然后,张大爷突然就毛了,把桌子上的饮料杯一砸,烟盒也砸在了地上,跟个老神经病似的,就在会面室里,跟我骂开街了。
他吊着嗓子,跟他妈公鸭似的,骂我是个混账东西,不知死活,骂我是个挨千刀的,好心当成驴肝肺,这了那了,而我越是不跟他一样了,他还越来劲,最后还把桌子掀了,我x他闺女的,要不是看他年纪大,我是真忍不了。

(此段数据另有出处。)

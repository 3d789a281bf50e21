use std::path::Path;

use crate::config::DlpConfig;
use crate::detect::PatternEngine;
use crate::error::Result;
use crate::service::DlpService;

use super::{print_success, read_input};

/// Structured PII analysis. Prints the AnalysisResult as-is.
pub fn run_analyze(text: Option<String>, file: Option<&Path>) -> Result<()> {
    let input = read_input(text, file)?;
    let engine = PatternEngine::default_engine()?;
    let result = engine.analyze(&input)?;
    println!("{}", serde_json::to_string_pretty(&result)?);
    Ok(())
}

/// Similarity decision against the persisted index.
pub async fn run_decide(config: &DlpConfig, text: Option<String>, file: Option<&Path>) -> Result<()> {
    let input = read_input(text, file)?;
    let service = DlpService::new(config)?;
    let result = service.decide_similarity(&input).await?;
    eprintln!(
        "dlp-guard: {} ({} flagged neighbor(s))",
        result.action,
        result.matches.len()
    );
    print_success(result)
}
use std::path::Path;
use std::sync::{Arc, RwLock};
use std::time::Duration;

use crate::config::DlpConfig;
use crate::decision::DecisionResult;
use crate::detect::{AnalysisResult, PatternEngine};
use crate::embed::fast::FastEmbedder;
use crate::embed::{check_batch, Embedder};
use crate::error::{DlpError, Result};
use crate::extract::{DocumentExtractor, TextExtractor};
use crate::search::SearchBackend;
use crate::similarity::{LoadedIndex, SimilarityEngine};
use crate::storage::lifecycle::IndexLifecycle;
use crate::storage::store::CorpusStore;
use crate::storage::IndexCorpus;

/// Outcome of an index operation, as reported to the caller.
#[derive(Debug, Clone, PartialEq, Eq)]
pub struct IndexSummary {
    /// Every path in the corpus after the operation.
    pub files: Vec<String>,
    /// How many of them this operation embedded.
    pub added: usize,
}

/// The DLP decision service.
///
/// Pattern analysis is stateless. The similarity path reads an immutable
/// snapshot of the active index; init/add/load build a complete replacement
/// under a single writer lock and swap it in.
pub struct DlpService {
    engine: PatternEngine,
    lifecycle: Arc<IndexLifecycle>,
    embedder: Arc<dyn Embedder>,
    similarity: SimilarityEngine,
    backend: SearchBackend,
    embed_timeout: Duration,
    active: RwLock<Option<Arc<LoadedIndex>>>,
    writer: tokio::sync::Mutex<()>,
}

impl DlpService {
    /// Service with the fastembed model and the document extractor.
    pub fn new(config: &DlpConfig) -> Result<Self> {
        let embedder = Arc::new(FastEmbedder::new(&config.embedding)?);
        Self::with_collaborators(config, embedder, Arc::new(DocumentExtractor))
    }

    /// Service with injected embedding and extraction collaborators.
    pub fn with_collaborators(
        config: &DlpConfig,
        embedder: Arc<dyn Embedder>,
        extractor: Arc<dyn TextExtractor>,
    ) -> Result<Self> {
        config.validate()?;
        let lifecycle = IndexLifecycle::new(
            CorpusStore::new(config.index.save_dir.clone()),
            extractor,
            Arc::clone(&embedder),
            config.index.transient_prefixes.clone(),
        );
        Ok(Self {
            engine: PatternEngine::default_engine()?,
            lifecycle: Arc::new(lifecycle),
            embedder,
            similarity: SimilarityEngine::new(
                config.similarity.thresholds(),
                config.similarity.top_k,
            ),
            backend: config.similarity.backend,
            embed_timeout: Duration::from_secs(config.embedding.timeout_secs),
            active: RwLock::new(None),
            writer: tokio::sync::Mutex::new(()),
        })
    }

    /// Rebuild the index from every file under `folder`.
    pub async fn init_index(&self, folder: &Path) -> Result<IndexSummary> {
        let _guard = self.writer.lock().await;
        let folder = folder.to_path_buf();
        let corpus = self
            .blocking(move |lifecycle| lifecycle.init(&folder))
            .await?;
        let summary = IndexSummary {
            files: corpus.paths().to_vec(),
            added: corpus.len(),
        };
        self.activate(Some(corpus));
        Ok(summary)
    }

    /// Embed files under `folder` that are not indexed yet.
    pub async fn add_to_index(&self, folder: &Path) -> Result<IndexSummary> {
        let _guard = self.writer.lock().await;
        let folder = folder.to_path_buf();
        let update = self
            .blocking(move |lifecycle| lifecycle.add(&folder))
            .await?;
        match update {
            Some(update) => {
                let summary = IndexSummary {
                    files: update.corpus.paths().to_vec(),
                    added: update.added.len(),
                };
                self.activate(Some(update.corpus));
                Ok(summary)
            }
            None => Ok(IndexSummary {
                files: Vec::new(),
                added: 0,
            }),
        }
    }

    /// Reload the persisted index. `None` when nothing has been persisted.
    pub async fn load_index(&self) -> Result<Option<IndexSummary>> {
        let _guard = self.writer.lock().await;
        let corpus = self.blocking(|lifecycle| lifecycle.load()).await?;
        let summary = corpus.as_ref().map(|c| IndexSummary {
            files: c.paths().to_vec(),
            added: 0,
        });
        if corpus.is_some() {
            self.activate(corpus);
        }
        Ok(summary)
    }

    /// Structured PII detection and masking.
    pub fn analyze_structured(&self, text: &str) -> Result<AnalysisResult> {
        self.engine.analyze(text)
    }

    /// Similarity decision for `text` against the active index, loading the
    /// persisted index first if none is active.
    pub async fn decide_similarity(&self, text: &str) -> Result<DecisionResult> {
        if text.is_empty() {
            return Err(DlpError::InvalidInput {
                reason: "text must be a non-empty string".into(),
            });
        }
        let index = match self.snapshot() {
            Some(index) => index,
            None => self.load_for_search().await?,
        };
        let query = self.embed_query(text).await?;
        Ok(self.similarity.decide(&query, &index))
    }

    /// True when an index is active in memory.
    pub fn is_loaded(&self) -> bool {
        self.snapshot().is_some()
    }

    fn snapshot(&self) -> Option<Arc<LoadedIndex>> {
        self.active
            .read()
            .unwrap_or_else(|e| e.into_inner())
            .clone()
    }

    fn activate(&self, corpus: Option<IndexCorpus>) {
        let loaded = corpus.map(|c| Arc::new(LoadedIndex::build(c, self.backend)));
        let mut active = self.active.write().unwrap_or_else(|e| e.into_inner());
        *active = loaded;
    }

    async fn load_for_search(&self) -> Result<Arc<LoadedIndex>> {
        let _guard = self.writer.lock().await;
        // another caller may have loaded while we waited
        if let Some(index) = self.snapshot() {
            return Ok(index);
        }
        let corpus = self.blocking(|lifecycle| lifecycle.load()).await?;
        if corpus.is_none() {
            return Err(DlpError::UninitializedIndex);
        }
        self.activate(corpus);
        self.snapshot().ok_or(DlpError::UninitializedIndex)
    }

    async fn embed_query(&self, text: &str) -> Result<Vec<f32>> {
        let embedder = Arc::clone(&self.embedder);
        let texts = vec![text.to_string()];
        let task = tokio::task::spawn_blocking(move || {
            let dim = embedder.dim();
            embedder
                .embed(&texts)
                .and_then(|e| check_batch(e, 1, dim))
        });
        let mut vectors = tokio::time::timeout(self.embed_timeout, task)
            .await
            .map_err(|_| DlpError::CollaboratorTimeout {
                timeout_secs: self.embed_timeout.as_secs(),
            })?
            .map_err(|e| DlpError::Task {
                reason: e.to_string(),
            })??;
        vectors.pop().ok_or_else(|| DlpError::Embedding {
            reason: "no embedding returned".into(),
        })
    }

    /// Run lifecycle work off the async runtime.
    async fn blocking<T, F>(&self, f: F) -> Result<T>
    where
        T: Send + 'static,
        F: FnOnce(&IndexLifecycle) -> Result<T> + Send + 'static,
    {
        let lifecycle = Arc::clone(&self.lifecycle);
        tokio::task::spawn_blocking(move || f(&lifecycle))
            .await
            .map_err(|e| DlpError::Task {
                reason: e.to_string(),
            })?
    }
}
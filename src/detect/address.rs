use aho_corasick::{AhoCorasick, MatchKind};
use regex::Regex;

use crate::error::{DlpError, Result};

/// Optional leading province / metropolitan city.
const PROVINCE: &str = "(?:서울특별시|부산광역시|대구광역시|인천광역시|광주광역시|\
대전광역시|울산광역시|세종특별자치시|경기도|강원도|\
충청북도|충청남도|전라북도|전라남도|경상북도|\
경상남도|제주특별자치도)?";

/// Filler allowed between address components.
const FILL: &str = r"[\s가-힣0-9\-~.,]";

/// Unit suffixes a candidate is scored against.
const KEYWORDS: [&str; 15] = [
    "도", "시", "군", "구", "동", "읍", "면", "리", "로", "길", "대로", "번지", "건물", "아파트", "호",
];

/// Rest of the line. Stops at CR, LF and the Unicode line/paragraph separators.
const REST_OF_LINE: &str = r"[^\r\n\x{2028}\x{2029}]*";

/// Distinct keywords a candidate must contain to be kept.
const MIN_KEYWORDS: usize = 2;

/// Free-form Korean address detector.
///
/// A broad four-way pattern proposes candidates; a keyword floor then drops
/// candidates that only look like an address by accident.
#[derive(Debug)]
pub struct AddressHeuristic {
    candidates: Regex,
    keywords: AhoCorasick,
}

impl AddressHeuristic {
    pub fn new() -> Result<Self> {
        let candidates = Regex::new(&Self::candidate_pattern()).map_err(|e| {
            DlpError::InvalidConfig {
                reason: format!("invalid address pattern: {e}"),
            }
        })?;
        let keywords = AhoCorasick::builder()
            .match_kind(MatchKind::Standard)
            .build(KEYWORDS)
            .map_err(|e| DlpError::InvalidConfig {
                reason: format!("invalid address keywords: {e}"),
            })?;
        Ok(Self {
            candidates,
            keywords,
        })
    }

    /// Disjunction of road-name, lot-number, abbreviated and bare road shapes.
    fn candidate_pattern() -> String {
        let number = r"\s*[0-9]{1,5}(?:-[0-9]{1,5})?";
        let road = format!(
            "{PROVINCE}{FILL}{{0,20}}?(?:시|군|구|읍|면|동|리){FILL}{{0,30}}?\
             (?:로|길|대로|번길|번지|건물|아파트){number}"
        );
        let lot = format!("{PROVINCE}{FILL}{{0,20}}?(?:시|군|구|읍|면|동|리){number}");
        let abbreviated = format!("[가-힣]+(?:로|길|대로|번길){number}{REST_OF_LINE}");
        let bare = r"[가-힣]+로\s*[0-9]{1,5}".to_string();
        [road, lot, abbreviated, bare].join("|")
    }

    /// Candidate addresses in `text`, in order of discovery.
    pub fn detect_addresses(&self, text: &str) -> Vec<String> {
        self.candidates
            .find_iter(text)
            .map(|m| m.as_str())
            .filter(|candidate| self.has_enough_keywords(candidate))
            .map(str::to_string)
            .collect()
    }

    /// True once two distinct keywords have been seen.
    pub fn has_enough_keywords(&self, candidate: &str) -> bool {
        let mut seen = [false; KEYWORDS.len()];
        let mut count = 0;
        for mat in self.keywords.find_overlapping_iter(candidate) {
            let id = mat.pattern().as_usize();
            if !seen[id] {
                seen[id] = true;
                count += 1;
                if count >= MIN_KEYWORDS {
                    return true;
                }
            }
        }
        false
    }
}

#[cfg(test)]
mod tests {
    use super::*;

    #[test]
    fn test_pattern_compiles() {
        assert!(AddressHeuristic::new().is_ok());
    }

    #[test]
    fn test_keyword_floor() {
        let h = AddressHeuristic::new().unwrap();
        assert!(!h.has_enough_keywords("테헤란로 123"));
        assert!(h.has_enough_keywords("강남구 테헤란로"));
        // "대로" contains "로", both count
        assert!(h.has_enough_keywords("대로"));
        assert!(!h.has_enough_keywords("12345"));
    }

    #[test]
    fn test_repeated_keyword_counts_once() {
        let h = AddressHeuristic::new().unwrap();
        assert!(!h.has_enough_keywords("로로로 1"));
    }
}
use std::path::{Path, PathBuf};

use walkdir::WalkDir;

/// Regular files under `root`, depth-first, entries sorted by name.
///
/// The iterator is lazy; call again to restart. Unreadable entries are
/// logged and skipped.
pub fn walk_files(root: &Path) -> impl Iterator<Item = PathBuf> {
    WalkDir::new(root)
        .follow_links(true)
        .sort_by_file_name()
        .into_iter()
        .filter_map(|entry| match entry {
            Ok(entry) => Some(entry),
            Err(e) => {
                tracing::warn!("error accessing {}: {}", display_err_path(&e), e);
                None
            }
        })
        .filter(|entry| entry.file_type().is_file())
        .map(walkdir::DirEntry::into_path)
}

fn display_err_path(e: &walkdir::Error) -> String {
    e.path()
        .map(|p| p.display().to_string())
        .unwrap_or_else(|| "<unknown>".into())
}

/// True when the file name starts with any of `prefixes` (editor lock files).
pub fn is_transient(path: &Path, prefixes: &[String]) -> bool {
    path.file_name()
        .map(|n| n.to_string_lossy())
        .is_some_and(|name| prefixes.iter().any(|p| name.starts_with(p.as_str())))
}
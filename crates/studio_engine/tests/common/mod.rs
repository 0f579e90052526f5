#![allow(dead_code)]

use std::collections::VecDeque;
use std::sync::atomic::{AtomicUsize, Ordering};
use std::sync::Mutex;

use futures_util::stream::{self, StreamExt};
use studio_engine::{
    ApiError, ChatRequest, ChunkStream, EditOutput, EngineEvent, FailureKind, FetchMetadata,
    FetchOutput, Fetcher, GenerationApi, Inspiration, JobResult, ProgressSink, RequestId,
    VideoJob,
};

#[derive(Default)]
pub struct RecordingSink {
    events: Mutex<Vec<EngineEvent>>,
}

impl RecordingSink {
    pub fn events(&self) -> Vec<EngineEvent> {
        self.events.lock().unwrap().clone()
    }

    pub fn caption_ticks(&self) -> usize {
        self.events()
            .iter()
            .filter(|event| matches!(event, EngineEvent::CaptionTick { .. }))
            .count()
    }

    pub fn poll_attempts(&self) -> Vec<u32> {
        self.events()
            .iter()
            .filter_map(|event| match event {
                EngineEvent::PollScheduled { attempt, .. } => Some(*attempt),
                _ => None,
            })
            .collect()
    }
}

impl ProgressSink for RecordingSink {
    fn emit(&self, event: EngineEvent) {
        self.events.lock().unwrap().push(event);
    }
}

pub fn network_error() -> ApiError {
    ApiError::new(FailureKind::Network, "connection reset")
}

pub fn done_with(locator: &str) -> VideoJob {
    VideoJob {
        handle: "operations/op1".to_string(),
        done: true,
        result: Some(JobResult::Locator(locator.to_string())),
    }
}

pub fn done_without_result() -> VideoJob {
    VideoJob {
        handle: "operations/op1".to_string(),
        done: true,
        result: None,
    }
}

/// Scripted generation service. Poll results are consumed in order; once
/// exhausted every further poll reports "not done".
#[derive(Default)]
pub struct ScriptedApi {
    pub submit_error: Option<ApiError>,
    pub polls: Mutex<VecDeque<Result<VideoJob, ApiError>>>,
    pub poll_count: AtomicUsize,
    pub images: Option<Vec<String>>,
    pub chat_chunks: Vec<Result<String, ApiError>>,
    pub review_panics: bool,
}

impl ScriptedApi {
    pub fn with_polls(polls: Vec<Result<VideoJob, ApiError>>) -> Self {
        Self {
            polls: Mutex::new(polls.into()),
            ..Self::default()
        }
    }

    pub fn polls_made(&self) -> usize {
        self.poll_count.load(Ordering::SeqCst)
    }
}

#[async_trait::async_trait]
impl GenerationApi for ScriptedApi {
    async fn generate_images(&self, _prompt: &str) -> Result<Vec<String>, ApiError> {
        self.images.clone().ok_or_else(network_error)
    }

    async fn edit_image(
        &self,
        _image: &str,
        _mask: &str,
        _prompt: &str,
    ) -> Result<EditOutput, ApiError> {
        Err(network_error())
    }

    async fn submit_video(&self, _prompt: &str) -> Result<VideoJob, ApiError> {
        match &self.submit_error {
            Some(err) => Err(err.clone()),
            None => Ok(VideoJob::pending("operations/op1")),
        }
    }

    async fn poll_video(&self, job: &VideoJob) -> Result<VideoJob, ApiError> {
        self.poll_count.fetch_add(1, Ordering::SeqCst);
        let next = self.polls.lock().unwrap().pop_front();
        next.unwrap_or_else(|| Ok(VideoJob::pending(job.handle.clone())))
    }

    async fn inspire(&self, _prompt: &str) -> Result<Inspiration, ApiError> {
        Err(network_error())
    }

    async fn review_code(&self, _code: &str, _language: &str) -> Result<String, ApiError> {
        if self.review_panics {
            panic!("review backend crashed");
        }
        Ok("Looks good.".to_string())
    }

    async fn stream_chat(&self, _request: ChatRequest) -> Result<ChunkStream, ApiError> {
        Ok(stream::iter(self.chat_chunks.clone()).boxed())
    }
}

/// Fetcher returning fixed bytes and recording requested URLs.
pub struct StaticFetcher {
    pub result: Result<(Vec<u8>, Option<String>), ApiError>,
    pub urls: Mutex<Vec<String>>,
}

impl StaticFetcher {
    pub fn ok(bytes: &[u8], content_type: Option<&str>) -> Self {
        Self {
            result: Ok((bytes.to_vec(), content_type.map(str::to_string))),
            urls: Mutex::new(Vec::new()),
        }
    }

    pub fn failing() -> Self {
        Self {
            result: Err(ApiError::new(FailureKind::HttpStatus(403), "Forbidden")),
            urls: Mutex::new(Vec::new()),
        }
    }

    pub fn urls(&self) -> Vec<String> {
        self.urls.lock().unwrap().clone()
    }
}

#[async_trait::async_trait]
impl Fetcher for StaticFetcher {
    async fn fetch(
        &self,
        _request_id: RequestId,
        url: &str,
        _sink: &dyn ProgressSink,
    ) -> Result<FetchOutput, ApiError> {
        self.urls.lock().unwrap().push(url.to_string());
        let (bytes, content_type) = self.result.clone()?;
        Ok(FetchOutput {
            metadata: FetchMetadata {
                final_url: url.to_string(),
                redirect_count: 0,
                content_type,
                byte_len: bytes.len() as u64,
            },
            bytes,
        })
    }
}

结果,张大爷闹着闹着,警察过来了,三两下就把他控制在了会面室的角落里,然后手铐一上,训了一顿,老实了。
因为这老家伙太气人,我倒是想再上前揶揄他两句,但看守所又不是我家,我刚想走过去,警察就把我拦住了,重新带回了监舍。
不过被张大爷这么一折腾,我脑袋像是开窍了一样。
赵括可以向法院提起诉讼,我也可以啊。
我就告他一个,侮辱人格罪,反正当时沈茗儿也在场,赵括不仅扬言要把苏青占了,还扬言要把我老婆占了,还威胁我说,打完了李大宏,再打我,这就是事实情况!
然后,我又回想了一下相关法律。
赵括威胁加侮辱人在先,现在又以情人的身份,成功收购了苏青的股权,如果检察院在侦查的过程中,将这些细节都写在起诉书里,那么赵括就有可能构成威胁罪以及敲诈勒索罪。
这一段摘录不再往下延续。